Ciò che ho pensato a conclusione di questo periodo di tirocinio è innanzitutto che quando vediamo tutta questa umanità nera che sbarca sulle coste italiane dovremmo essere più consapevoli da quale inferno vengono. Lungi dal voler fare discorsi politici o moralisti desidero solo condividere ciò che è accaduto a me dopo aver letto tante storie, dopo aver letto un libro che spiega il funzionamento della mafia nigeriana (che si mantiene principalmente attraverso lo sfruttamento della prostituzione), dopo aver parlato con le operatrici di On the road: ho compreso il valore della cultura.     Aver avuto accesso a tante fonti di informazione mi ha consentito di uscire dalle mie fantasie più o meno confuse sul fenomeno della migrazione e mi ha aiutato a comprendere che calvario e quanta sofferenza c’è dietro a quei volti. Ho scoperto che anche gli uomini nigeriani subiscono violenze, soprusi, stupri, come le donne, ma per loro è previsto altro tipo di sfruttamento, quello lavorativo: in Italia è tristemente noto il fenomeno del Caporalato.

Le informazioni a cui ho avuto accesso in questi mesi mi hanno fatto riflettere su quanto debba essere difficile liberarsi dalla morsa dei riti juju per queste vittime; quanto debba essere difficile vivere dopo tutte le violenze subìte, quanto debba esser difficile credere ancora in qualcosa di buono.

La cultura è uno degli elementi che sono mancati nella vita di questi nigeriani assoggettati alla rete dello sfruttamento. Si tratta di persone poverissime e con un livello di istruzione minimo, per questo è così facile far credere loro che l’Europa li stia aspettando per offrire posti di lavoro.

La loro ignoranza gli impedisce di comprendere che 30000 euro non valgono come 30000 naira -moneta nigeriana- bensì 13633215,53 naira.  É inoltre intuitivo e plausibile ipotizzare che chi sopravvive agli orrori delle connection house ne risulti indurito, incattivito, arrabbiato e sfiduciato. Eppure, durante i colloqui con la cooperativa, queste donne a volte contrappongono ad un apparente gelo emotivo, qualche lacrima che sfugge al proprio controllo, che restituisce ritmo per qualche attimo al battito cardiaco e ricorda a loro stesse di essere ancora persone, nonostante tutto.

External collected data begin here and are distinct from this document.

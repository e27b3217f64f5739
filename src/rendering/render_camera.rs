use glam::Mat4;
use wgpu::util::DeviceExt;

use crate::camera::OrthographicCamera;

#[repr(C)]
#[derive(Debug, Copy, Clone, bytemuck::Pod, bytemuck::Zeroable, Default)]
pub struct CameraUniform {
    view_proj: Mat4,
}

impl CameraUniform {
    pub fn from_camera(camera: &OrthographicCamera) -> Self {
        Self {
            view_proj: camera.get_vp_matrix(),
        }
    }
}

/// GPU copy of the active camera's view-projection matrix.
pub struct RenderCamera {
    uniform: CameraUniform,
    pub uniform_buffer: wgpu::Buffer,
}

impl RenderCamera {
    pub fn new(device: &wgpu::Device, camera: &OrthographicCamera) -> Self {
        let uniform = CameraUniform::from_camera(camera);

        let uniform_buffer = device.create_buffer_init(&wgpu::util::BufferInitDescriptor {
            label: Some("Camera Uniform Buffer"),
            contents: bytemuck::cast_slice(&[uniform]),
            usage: wgpu::BufferUsages::UNIFORM | wgpu::BufferUsages::COPY_DST,
        });

        Self {
            uniform,
            uniform_buffer,
        }
    }

    pub fn update(&mut self, queue: &wgpu::Queue, camera: &OrthographicCamera) {
        self.uniform = CameraUniform::from_camera(camera);
        queue.write_buffer(&self.uniform_buffer, 0, bytemuck::cast_slice(&[self.uniform]));
    }
}
pub mod basic_pass;
use glam::{Quat, Vec2, Vec3};

use crate::{
    camera::CameraRig,
    controls::{self, FrameDelta},
    input::InputState,
    scene_graph::scene::Scene,
    sculpture::Sculpture,
};

pub struct DemoState {
    pub cameras: CameraRig,
    pub start_time: std::time::Instant,
    pub scene: Scene,
    sculpture: Sculpture,
}

impl DemoState {
    pub fn new(viewport: Vec2) -> Self {
        let mut scene = Scene::new();
        let sculpture = Sculpture::build(&mut scene);

        log::debug!("Scene hierarchy:\n{}", scene.outline(scene.root()));

        Self {
            cameras: CameraRig::new(viewport),
            start_time: std::time::Instant::now(),
            scene,
            sculpture,
        }
    }

    pub fn update(&mut self, input: &InputState) {
        let delta = controls::frame_delta(input, &self.sculpture.rates);
        self.apply(&delta);
    }

    pub fn apply(&mut self, delta: &FrameDelta) {
        if let Some(slot) = delta.camera {
            self.cameras.select(slot);
        }

        self.scene.set_wireframe(delta.wireframe);

        let joints = [
            (
                self.sculpture.orbital_cross,
                delta.orbital_spin,
                Quat::from_rotation_z as fn(f32) -> Quat,
            ),
            (self.sculpture.cross, delta.cross_spin, Quat::from_rotation_x),
            (self.sculpture.cross_element, delta.element_spin, Quat::from_rotation_y),
        ];

        for (joint, spin, rotation) in joints {
            if spin != 0.0 {
                self.scene.rotate_object(joint, rotation(spin));
            }
        }

        if delta.translation != Vec3::ZERO {
            self.scene
                .translate_object_local(self.sculpture.orbital_cross, delta.translation);
        }
    }

    #[cfg(test)]
    pub fn sculpture(&self) -> &Sculpture {
        &self.sculpture
    }
}

#[cfg(test)]
mod tests {
    use std::f32::consts::FRAC_PI_2;

    use super::*;
    use crate::camera::CameraSlot;

    fn demo() -> DemoState {
        DemoState::new(Vec2::new(800.0, 600.0))
    }

    fn input(bits: u16, wireframe: bool) -> InputState {
        InputState { bits, wireframe }
    }

    fn rotation_of(demo: &DemoState, id: crate::scene_graph::ObjectId) -> Quat {
        demo.scene.get_object_transform(id).unwrap().rotation()
    }

    #[test]
    fn held_spin_turns_by_rate_each_update() {
        let mut demo = demo();
        let bits = InputState::CAMERA_FRONT | InputState::CROSS_ACTIVE | InputState::CROSS_POSITIVE;

        for _ in 0..3 {
            demo.update(&input(bits, true));
        }

        let cross = demo.sculpture().cross;
        assert!(rotation_of(&demo, cross).abs_diff_eq(Quat::from_rotation_x(0.03), 1e-6));

        demo.update(&input(bits & !InputState::CROSS_POSITIVE, true));
        assert!(rotation_of(&demo, cross).abs_diff_eq(Quat::from_rotation_x(0.02), 1e-6));

        // Released: no further change.
        demo.update(&input(InputState::CAMERA_FRONT, true));
        assert!(rotation_of(&demo, cross).abs_diff_eq(Quat::from_rotation_x(0.02), 1e-6));
        assert_eq!(
            rotation_of(&demo, demo.sculpture().orbital_cross),
            Quat::IDENTITY
        );
    }

    #[test]
    fn each_joint_turns_about_its_own_axis() {
        let mut demo = demo();
        let sculpture = *demo.sculpture();
        let rate = sculpture.rates.orbital;

        demo.update(&input(
            InputState::ORBITAL_ACTIVE | InputState::ORBITAL_POSITIVE,
            true,
        ));
        assert!(rotation_of(&demo, sculpture.orbital_cross)
            .abs_diff_eq(Quat::from_rotation_z(rate), 1e-6));
        assert_eq!(rotation_of(&demo, sculpture.cross), Quat::IDENTITY);
        assert_eq!(rotation_of(&demo, sculpture.cross_element), Quat::IDENTITY);

        let rate = sculpture.rates.element;
        demo.update(&input(InputState::ELEMENT_ACTIVE, true));
        assert!(rotation_of(&demo, sculpture.cross_element)
            .abs_diff_eq(Quat::from_rotation_y(-rate), 1e-6));

        demo.update(&input(
            InputState::ELEMENT_ACTIVE | InputState::ELEMENT_POSITIVE,
            true,
        ));
        demo.update(&input(
            InputState::ELEMENT_ACTIVE | InputState::ELEMENT_POSITIVE,
            true,
        ));
        assert!(rotation_of(&demo, sculpture.cross_element)
            .abs_diff_eq(Quat::from_rotation_y(rate), 1e-6));

        // Only the orbital press reached the outer joint.
        assert!(rotation_of(&demo, sculpture.orbital_cross)
            .abs_diff_eq(Quat::from_rotation_z(sculpture.rates.orbital), 1e-6));
        assert_eq!(rotation_of(&demo, sculpture.cross), Quat::IDENTITY);
    }

    #[test]
    fn wireframe_reaches_every_triangle_mesh() {
        let mut demo = demo();

        demo.update(&input(InputState::CAMERA_FRONT, false));
        assert!(demo
            .scene
            .renderables()
            .all(|(_, mesh)| mesh.draws_lines() == !mesh.honors_wireframe()));

        demo.update(&input(InputState::CAMERA_FRONT, true));
        assert!(demo.scene.renderables().all(|(_, mesh)| mesh.draws_lines()));
    }

    #[test]
    fn translation_follows_local_axes() {
        let mut demo = demo();
        let orbital = demo.sculpture().orbital_cross;

        demo.scene
            .rotate_object(orbital, Quat::from_rotation_z(FRAC_PI_2));
        demo.update(&input(InputState::RIGHT, true));

        let translation = demo.scene.get_object_transform(orbital).unwrap().translation();
        assert!(translation.abs_diff_eq(Vec3::new(0.0, 10.0, 0.0), 1e-4));
    }

    #[test]
    fn camera_persists_without_selection() {
        let mut demo = demo();

        demo.update(&input(InputState::CAMERA_TOP, true));
        assert_eq!(demo.cameras.active_slot(), CameraSlot::Top);

        demo.update(&input(0, true));
        assert_eq!(demo.cameras.active_slot(), CameraSlot::Top);
    }
}
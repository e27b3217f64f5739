pub mod object3d;
pub mod scene;
pub mod scene_mesh;
pub mod transform;

pub use object3d::ObjectId;
pub use scene::Scene;
pub use scene_mesh::SceneMesh;
pub use transform::Transform;
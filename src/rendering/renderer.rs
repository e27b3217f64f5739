use std::sync::Arc;

use anyhow::Context;
use id_arena::Arena;
use wgpu::CommandEncoderDescriptor;
use winit::{dpi::PhysicalSize, window::Window};

use crate::{
    demo::DemoState,
    rendering::{
        config::RenderConfig,
        instance::gather_instances,
        passes::basic_pass::{BasicPass, BasicPassTextureViews},
        render_camera::RenderCamera,
        render_common::RenderCommon,
        render_mesh::RenderMesh,
        shader_loader::{PipelineCacheBuilder, ShaderLoader},
        texture::DepthTexture,
    },
};

pub struct Renderer {
    pub window: Arc<Window>,
    pub size: PhysicalSize<u32>,

    surface: wgpu::Surface<'static>,
    device: wgpu::Device,
    queue: wgpu::Queue,

    config: RenderConfig,
    common: RenderCommon,
    depth_texture: DepthTexture,
    render_meshes: Arena<RenderMesh>,

    camera: RenderCamera,

    shader_loader: ShaderLoader,

    basic_pass: BasicPass,
}

impl Renderer {
    pub async fn new(
        window: Arc<Window>,
        demo_state: &DemoState,
        config: RenderConfig,
    ) -> anyhow::Result<Renderer> {
        let size = window.inner_size();

        let instance = wgpu::Instance::new(&wgpu::InstanceDescriptor::default());
        let surface = instance
            .create_surface(window.clone())
            .context("Failed to create surface")?;

        let adapter = instance
            .request_adapter(&wgpu::RequestAdapterOptions {
                power_preference: wgpu::PowerPreference::HighPerformance,
                compatible_surface: Some(&surface),
                force_fallback_adapter: false,
            })
            .await
            .context("No suitable GPU adapter")?;

        let adapter_info = adapter.get_info();
        log::info!(
            "Using adapter {} ({:?})",
            adapter_info.name,
            adapter_info.backend
        );

        let (device, queue) = adapter
            .request_device(&wgpu::DeviceDescriptor {
                required_features: wgpu::Features::empty(),
                required_limits: wgpu::Limits::default(),
                label: None,
                memory_hints: Default::default(),
                trace: wgpu::Trace::Off,
            })
            .await
            .context("Failed to create device")?;

        let common = RenderCommon::new(&device, &adapter, &surface, size)?;

        let camera = RenderCamera::new(&device, demo_state.cameras.active());

        let depth_texture =
            DepthTexture::new(&device, &common.output_surface_config, "Depth Texture");

        let mut cache_builder = PipelineCacheBuilder::new();

        let basic_pass = BasicPass::create(
            &device,
            common.format(),
            &camera.uniform_buffer,
            &mut cache_builder,
        );

        let shader_loader =
            ShaderLoader::new(device.clone(), cache_builder, config.hot_reload_shaders)?;

        Ok(Self {
            window,
            size,
            surface,
            device,
            queue,
            config,
            common,
            depth_texture,
            render_meshes: Arena::new(),
            camera,
            shader_loader,
            basic_pass,
        })
    }

    /// Uploads every scene mesh that has no GPU copy yet.
    pub fn load_meshes(&mut self, demo_state: &mut DemoState) -> anyhow::Result<()> {
        for (_id, scene_mesh) in demo_state.scene.meshes.iter_mut() {
            if scene_mesh.render_mesh.is_some() {
                continue;
            }

            let render_mesh = RenderMesh::from_scene_mesh(&self.device, scene_mesh);
            scene_mesh.render_mesh = Some(self.render_meshes.alloc(render_mesh));

            log::info!(
                "Loaded mesh {} with {} vertices, {} triangles",
                scene_mesh.name,
                scene_mesh.geometry.vertices.len(),
                scene_mesh.geometry.triangle_count()
            );
        }

        Ok(())
    }

    pub fn resize(&mut self, new_size: PhysicalSize<u32>) {
        if new_size.width > 0 && new_size.height > 0 {
            self.size = new_size;
            self.common
                .reconfigure(&self.device, &self.surface, new_size);
            self.depth_texture
                .resize(&self.device, &self.common.output_surface_config);
        }
    }

    pub fn render(&mut self, demo_state: &DemoState) -> Result<(), wgpu::SurfaceError> {
        self.shader_loader.load_pending_shaders();

        self.camera.update(&self.queue, demo_state.cameras.active());

        gather_instances(&demo_state.scene, &mut self.render_meshes);
        for (_id, render_mesh) in self.render_meshes.iter() {
            render_mesh.write_instances(&self.queue);
        }

        let output = self.surface.get_current_texture()?;
        let view = output
            .texture
            .create_view(&wgpu::TextureViewDescriptor::default());

        let mut encoder = self
            .device
            .create_command_encoder(&CommandEncoderDescriptor {
                label: Some("Render Encoder"),
            });

        self.basic_pass.render(
            &BasicPassTextureViews {
                color: view,
                depth: self.depth_texture.view().clone(),
            },
            &mut encoder,
            &self.shader_loader.cache,
            self.config.clear_color,
            &self.render_meshes,
        );

        self.queue.submit([encoder.finish()]);

        output.present();

        Ok(())
    }
}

A conclusione di questa relazione mi sento di ringraziare tutte le operatrici con le quali mi sono interfacciata, la mia tutor che mi ha consentito di fare un’esperienza così interessante, e tutte le persone che lavorano presso on the road che fanno un lavoro importantissimo consentendo al nostro Paese di differenziarsi anche in merito alle capacità di recupero, inclusione e integrazione dei migranti vittime di tratta e/o sfruttamento.”